Öte yandan, kanunun aradığı anlamda oluşturulacak kısa ve gerekçeli kararın hüküm fıkralarının, açık, anlaşılır, çelişkisiz ve uygulanabilir olması gerekmekle birlikte, kararın gerekçesinin de, sonucu ile tam bir uyum içinde, o davaya konu maddi olguların mahkemece nasıl nitelendirildiğini, kurulan hükmün hangi sebeplere ve hukuksal düzenlemelere dayandırıldığını ortaya koyacak, kısaca maddi olgular ile hüküm arasındaki mantıksal bağlantıyı gösterecek nitelikte olması gerekir. Zira tarafların o dava yönünden, hukuk düzenince hangi sebeple haklı veya haksız görüldüklerini anlayıp değerlendirebilmeleri ve Yargıtayın hukuka uygunluk denetimini yapabilmesi için, ortada, usulüne uygun şekilde oluşturulmuş, hükmün hangi sebeple o içerik ve kapsamda verildiğini ayrıntılarıyla gösteren, ifadeleri özenle seçilmiş ve kuşkuya yer vermeyecek açıklıktaki bir gerekçe bölümünün ve buna uyumlu hüküm fıkralarının bulunması zorunludur.
Somut uyuşmazlıkta, mahkemece yapılan yargılama neticesinde, “Davanın kısmen kabul kısmen reddine, ... icra dairesinin 2012/765 Esas sayılı takip dosyasındaki Davacının kıdem tazminatı olan 32.175,64 TL ile faiz miktarı 9.574,67 TL olmak üzere toplam 41.750,31 TL asıl alacağın yönünden itirazın iptaline takibin devamına, ücret yönünde 1.166,28 TL asıl alacağın itirazın iptaline takibin devamına, icra inkar tazminatının reddine” karar verilmiştir.

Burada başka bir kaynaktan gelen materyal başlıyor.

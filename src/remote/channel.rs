use super::protocol::{decode_header, encode_frame, Message, FRAME_HEADER_LEN};
use crate::error::{McError, ProtocolError};
use std::collections::VecDeque;
use std::io::{ErrorKind, Read, Write};
use std::os::fd::{AsRawFd, RawFd};
use std::os::unix::net::UnixStream;
use std::time::Duration;
use tracing::trace;

/// Framed, blocking message channel over a Unix stream socket.
///
/// Messages can be packed and flushed together to save system calls, and a received
/// message can be pushed back to be returned by the next `receive`.
#[derive(Debug)]
pub struct Channel {
    stream: UnixStream,
    out: Vec<u8>,
    reinjected: VecDeque<Message>,
}

impl Channel {
    pub fn new(stream: UnixStream) -> Self {
        Channel {
            stream,
            out: Vec::new(),
            reinjected: VecDeque::new(),
        }
    }

    /// A connected pair, for the tests and the in-thread app.
    pub fn pair() -> Result<(Channel, Channel), McError> {
        let (a, b) = UnixStream::pair()?;
        Ok((Channel::new(a), Channel::new(b)))
    }

    pub fn fd(&self) -> RawFd {
        self.stream.as_raw_fd()
    }

    pub fn set_read_timeout(&self, timeout: Option<Duration>) -> Result<(), McError> {
        self.stream.set_read_timeout(timeout)?;
        Ok(())
    }

    /// Queues `msg` until the next `flush`.
    pub fn pack(&mut self, msg: &Message) -> Result<(), McError> {
        trace!(message = msg.name(), "packing message");
        let frame = encode_frame(msg)?;
        self.out.extend_from_slice(&frame);
        Ok(())
    }

    pub fn flush(&mut self) -> Result<(), McError> {
        if self.out.is_empty() {
            return Ok(());
        }
        let result = self.stream.write_all(&self.out);
        self.out.clear();
        result.map_err(|e| match e.kind() {
            ErrorKind::BrokenPipe | ErrorKind::ConnectionReset => ProtocolError::Closed.into(),
            _ => McError::from(e),
        })
    }

    pub fn send(&mut self, msg: &Message) -> Result<(), McError> {
        self.pack(msg)?;
        self.flush()
    }

    /// Makes `msg` the next message returned by `receive`.
    pub fn reinject(&mut self, msg: Message) {
        self.reinjected.push_front(msg);
    }

    pub fn receive(&mut self) -> Result<Message, McError> {
        if let Some(msg) = self.reinjected.pop_front() {
            return Ok(msg);
        }
        let mut header = [0u8; FRAME_HEADER_LEN];
        self.read_exact(&mut header)?;
        let len = decode_header(header)?;
        let mut payload = vec![0u8; len];
        self.read_exact(&mut payload)?;
        let msg: Message = bincode::deserialize(&payload)?;
        trace!(message = msg.name(), "received message");
        Ok(msg)
    }

    fn read_exact(&mut self, buf: &mut [u8]) -> Result<(), McError> {
        let mut filled = 0;
        while filled < buf.len() {
            match self.stream.read(&mut buf[filled..]) {
                Ok(0) if filled == 0 => return Err(ProtocolError::Closed.into()),
                Ok(0) => {
                    return Err(ProtocolError::Truncated {
                        expected: buf.len(),
                        actual: filled,
                    }
                    .into())
                }
                Ok(n) => filled += n,
                Err(e) if e.kind() == ErrorKind::Interrupted => continue,
                Err(e) if matches!(e.kind(), ErrorKind::WouldBlock | ErrorKind::TimedOut) => {
                    return Err(McError::Timeout("no answer from the checked program".to_string()))
                }
                Err(e) if e.kind() == ErrorKind::ConnectionReset => {
                    return Err(ProtocolError::Closed.into())
                }
                Err(e) => return Err(e.into()),
            }
        }
        Ok(())
    }
}
//! A small deterministic actor program described in TOML.
//!
//! Each actor runs a list of operations. Simcall-like operations (communications,
//! synchronizations, random draws) block the actor until the checker schedules them;
//! some take two steps, a post and a wait. Memory operations and assertions run as
//! local steps between simcalls, and the memory accesses are reported with the
//! actor's next transition.
//!
//! ```toml
//! name = "producer-consumer"
//!
//! [[actors]]
//! name = "producer"
//! ops = [{ op = "send", mailbox = 1 }]
//!
//! [[actors]]
//! name = "consumer"
//! ops = [{ op = "recv", mailbox = 1 }]
//! ```

use super::CheckedProgram;
use crate::error::{ConfigError, McError};
use crate::remote::ActorStatus;
use crate::transition::{
    ActorTransition, Aid, BarrierOp, BarrierTransition, CommOp, CommTransition, CondvarOp,
    CondvarTransition, MemOp, MutexOp, MutexTransition, ObjectAccessKind, ObjectAccessTransition,
    SemOp, SemaphoreTransition, Transition, TransitionKind,
};
use serde::{Deserialize, Serialize};
use std::collections::{BTreeMap, BTreeSet, VecDeque};
use std::path::Path;
use std::sync::Arc;
use tracing::debug;

#[derive(Debug, Clone, PartialEq, Eq, Serialize, Deserialize)]
#[serde(tag = "op", rename_all = "snake_case")]
pub enum Op {
    /// Post a send on the mailbox, then wait for a receiver
    Send { mailbox: u32 },
    /// Post a receive on the mailbox, then wait for a sender
    Recv { mailbox: u32 },
    /// Request the mutex, then wait until owning it
    Lock { mutex: u32 },
    Unlock { mutex: u32 },
    /// Decrement the semaphore, then wait until granted
    SemAcquire { sem: u32 },
    SemRelease { sem: u32 },
    /// Arrive at the barrier, then wait for everyone
    Barrier { barrier: u32 },
    /// Release the mutex and wait on the condition, then get the mutex back once signaled
    CondWait { cond: u32, mutex: u32 },
    Signal { cond: u32 },
    Broadcast { cond: u32 },
    /// Draw a value in `[min, max]` into the register
    Random { min: i32, max: i32 },
    Sleep,
    /// Wait for the termination of another actor, by id
    Join { actor: u32 },
    /// Use an object that must not be used concurrently
    Access { object: u64 },
    /// Local: load a shared location into the register
    Load { location: u64 },
    /// Local: store the register into a shared location
    Store { location: u64 },
    /// Local: write a constant into a shared location
    Write { location: u64, value: i64 },
    /// Local: increment the register
    Incr,
    /// Local: fail unless the location holds the value
    AssertEq { location: u64, value: i64 },
    /// Local: fail if the location holds the value
    AssertNe { location: u64, value: i64 },
}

Ne var ki, hükme esas alınan bilirkişi raporunda 1.166,28 TL tutarındaki miktar, ücret alacağının işlemiş faiz miktarı olarak belirlenmiştir. Mahkemece, bilirkişi raporunda işlemiş faiz olarak belirlenen miktarın, ücret alacağı olarak hüküm altına alınmasının gerekçesinin kararda açıklanmaması hatalıdır. Ayrıca kararın gerekçesinde “davalı taraf davacının ücret ödemelerini yaptığına ilişkin herhangi bir belge sunmamıştır” denildikten sonra, hükümde ücret yönünden 1.166,28 TL’nin hüküm altına alınması da gerekçe ile hüküm arasında çelişki oluşturmaktadır. Mahkemece HMK’nın 297 maddesine aykırı karar olarak çelişkili ve infazda tereddüt yaratacak nitelikte karar verilmesi hatalı olup, kararın bu sebeple bozulması gerekmiştir.
Sonuç: Temyiz olunan hükmün yukarıda açıklanan sebeplerden BOZULMASINA, bozma sebebine göre sair temyiz sebeplerinin bu aşamada incelenmesine yer olmadığına, peşin alınan temyiz harcının istek halinde ilgiliye iadesine, 12.03.2019 tarihinde oybirliği ile karar verildi.